Artigo de Opinião: Os
extraterrestres poderiam fazer a nossa felicidade
João Ubaldo Ribeiro
Uma das minhas maiores frustações é
nunca ter visto um disco voador. Até porque conheço gente que já viu, às vezes
em circunstâncias portentosas. Um desses felizardos, conceituado médico e amigo
de minha família, estava dirigindo numa estrada deserta, quando um forte
clarão, acompanhado por uma espécie de frufrulhar (ele usou esta palavra, que
nos remeteu ao Aurélio, como a vocês agora), surgiu acima do carro, cujo motor
morreu instantaneamente. Tudo deixou de funcionar, os faróis se apagaram, o
rádio desligou-se. Em cima, persistiam o frufrulhar e uma luz eucrômica (ele
também usou esta palavra, que não achamos no Aurélio, mas adivinhamos de
qualquer forma e não demos o braço a torcer, porque estava na cara que ele
tinha uma fonte para provar que a palavra existia e ninguém era besta para
abrir o jogo; com baiano, palavra difícil é questão de honra).

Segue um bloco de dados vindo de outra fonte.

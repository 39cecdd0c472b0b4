//! `POST /generate`: photo and description in, HTML out.

use axum::{
    Json,
    extract::{State, rejection::JsonRejection},
};
use serde::Serialize;
use tracing::instrument;

use crate::claude::ClaudeError;
use crate::error::AppError;
use crate::prompt::PageRequest;
use crate::state::AppState;

#[derive(Debug, Serialize)]
pub struct GeneratedPage {
    pub html: String,
}

/// Ask the model for a landing page and return its text as HTML.
///
/// # Errors
///
/// `400` if the image, name or features are missing; `500` carrying the
/// remote message if the completion fails or comes back empty.
#[instrument(skip_all, fields(product = tracing::field::Empty))]
pub async fn generate(
    State(state): State<AppState>,
    body: Result<Json<PageRequest>, JsonRejection>,
) -> Result<Json<GeneratedPage>, AppError> {
    let Json(request) = body.map_err(|e| AppError::BadRequest(e.body_text()))?;

    let missing = request.missing_fields();
    if !missing.is_empty() {
        return Err(AppError::BadRequest(format!(
            "Missing required fields: {}",
            missing.join(", ")
        )));
    }
    tracing::Span::current().record("product", request.product_name.trim());

    let response = state.claude().chat(vec![request.to_message()]).await?;
    let html = response.text().trim().to_string();
    if html.is_empty() {
        return Err(ClaudeError::EmptyResponse.into());
    }

    tracing::info!(bytes = html.len(), "Landing page generated");
    Ok(Json(GeneratedPage { html }))
}

#[cfg(test)]
mod tests {
    use axum::{
        body::Body,
        http::{Method, Request, StatusCode},
    };
    use secrecy::SecretString;
    use serde_json::{Value, json};
    use tower::ServiceExt;
    use wiremock::matchers::{method, path};
    use wiremock::{Mock, MockServer, ResponseTemplate};

    use crate::claude::ClaudeClient;
    use crate::config::ClaudeConfig;
    use crate::routes::app;
    use crate::state::AppState;

    fn state(base_url: &str) -> AppState {
        let config = ClaudeConfig {
            api_key: SecretString::from("sk-ant-test"),
            model: "claude-test".to_string(),
            max_tokens: 512,
        };
        AppState::new(ClaudeClient::with_base_url(&config, base_url).expect("client"))
    }

    fn post(body: &Value) -> Request<Body> {
        Request::builder()
            .method(Method::POST)
            .uri("/generate")
            .header("content-type", "application/json")
            .body(Body::from(body.to_string()))
            .expect("request")
    }

    async fn json_body(response: axum::response::Response) -> Value {
        let bytes = axum::body::to_bytes(response.into_body(), usize::MAX)
            .await
            .expect("body");
        serde_json::from_slice(&bytes).expect("json")
    }

    fn valid() -> Value {
        json!({
            "imageBase64": "data:image/png;base64,AAAA",
            "productName": "Lamp",
            "productFeatures": "Bright",
            "productPrice": "19.99"
        })
    }

    #[tokio::test]
    async fn test_generate_returns_trimmed_html() {
        let server = MockServer::start().await;
        Mock::given(method("POST"))
            .and(path("/v1/messages"))
            .respond_with(ResponseTemplate::new(200).set_body_json(json!({
                "id": "msg_1",
                "model": "claude-test",
                "stop_reason": "end_turn",
                "content": [{"type": "text", "text": "\n  <!DOCTYPE html><html></html>\n"}],
                "usage": {"input_tokens": 1, "output_tokens": 1}
            })))
            .mount(&server)
            .await;

        let response = app(state(&server.uri()))
            .oneshot(post(&valid()))
            .await
            .expect("response");
        assert_eq!(response.status(), StatusCode::OK);
        assert_eq!(
            json_body(response).await["html"],
            "<!DOCTYPE html><html></html>"
        );
    }

    #[tokio::test]
    async fn test_generate_rejects_missing_fields_without_calling_model() {
        let server = MockServer::start().await;
        Mock::given(method("POST"))
            .respond_with(ResponseTemplate::new(500))
            .expect(0)
            .mount(&server)
            .await;

        let response = app(state(&server.uri()))
            .oneshot(post(&json!({"productName": "Lamp"})))
            .await
            .expect("response");
        assert_eq!(response.status(), StatusCode::BAD_REQUEST);
        let body = json_body(response).await;
        assert_eq!(
            body["error"],
            "Missing required fields: imageBase64, productFeatures"
        );
    }

    #[tokio::test]
    async fn test_generate_surfaces_remote_failure() {
        let server = MockServer::start().await;
        Mock::given(method("POST"))
            .respond_with(ResponseTemplate::new(529).set_body_json(json!({
                "type": "error",
                "error": {"type": "overloaded_error", "message": "Overloaded"}
            })))
            .mount(&server)
            .await;

        let response = app(state(&server.uri()))
            .oneshot(post(&valid()))
            .await
            .expect("response");
        assert_eq!(response.status(), StatusCode::INTERNAL_SERVER_ERROR);
        let error = json_body(response).await["error"]
            .as_str()
            .expect("error string")
            .to_string();
        assert!(error.contains("Overloaded"));
    }

    #[tokio::test]
    async fn test_generate_rejects_empty_completion() {
        let server = MockServer::start().await;
        Mock::given(method("POST"))
            .respond_with(ResponseTemplate::new(200).set_body_json(json!({
                "id": "msg_1",
                "model": "claude-test",
                "stop_reason": "end_turn",
                "content": [{"type": "text", "text": "   "}],
                "usage": {"input_tokens": 1, "output_tokens": 1}
            })))
            .mount(&server)
            .await;

        let response = app(state(&server.uri()))
            .oneshot(post(&valid()))
            .await
            .expect("response");
        assert_eq!(response.status(), StatusCode::INTERNAL_SERVER_ERROR);
    }

    #[tokio::test]
    async fn test_health_and_preflight() {
        let router = app(state("http://127.0.0.1:9"));

        let response = router
            .clone()
            .oneshot(Request::get("/health").body(Body::empty()).expect("request"))
            .await
            .expect("response");
        assert_eq!(response.status(), StatusCode::OK);

        let response = router
            .oneshot(
                Request::builder()
                    .method(Method::OPTIONS)
                    .uri("/generate")
                    .header("origin", "https://shop.example")
                    .header("access-control-request-method", "POST")
                    .body(Body::empty())
                    .expect("request"),
            )
            .await
            .expect("response");
        assert_eq!(response.status(), StatusCode::OK);
        assert_eq!(
            response.headers()["access-control-allow-origin"],
            "*"
        );
    }
}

Quanto tempo isso durou, ele não sabia
bem, pois até seu Rolex parou, mas devia ter sido coisa de uns dez
mesmerizantes minutos. Inopinadamente, contudo, o frufrulhar tornou-se um cicio
e a luz eucrômica um inconstante bruxuleio. Tudo no carro voltou a funcionar,
inclusive o Rolex. Ele, apesar do choque, manteve a atenção vigilante. A pouca
distância de seu para-brisas, em baixa altura, viu um objeto piriforme (esta
não fez sucesso, não foi preciso Aurélio), que girava em torno de si mesmo.
Pairou alguns instantes e, com o cicio já promovido a silvo, partiu tão célere
em direção ao espaço que desapareceu num segundo.
Não tenho razões para duvidar do
relato. Tratava-se de pessoa idônea a quem a sorte (ou a Providência, quem
sabe, há sempre os eleitos) escolhera para ver o disco voador, ou melhor, um
objeto voador não-identificado, porque, sendo piriforme, não era disco. Mas só
podia ser OVNI mesmo, é claro. Fico injuriado com essa discriminação. Que pelo
menos me fosse dado ver uma fita cassete voadora, ou outro objeto, mesmo que
não piriforme ou não emitindo luz eucrômica.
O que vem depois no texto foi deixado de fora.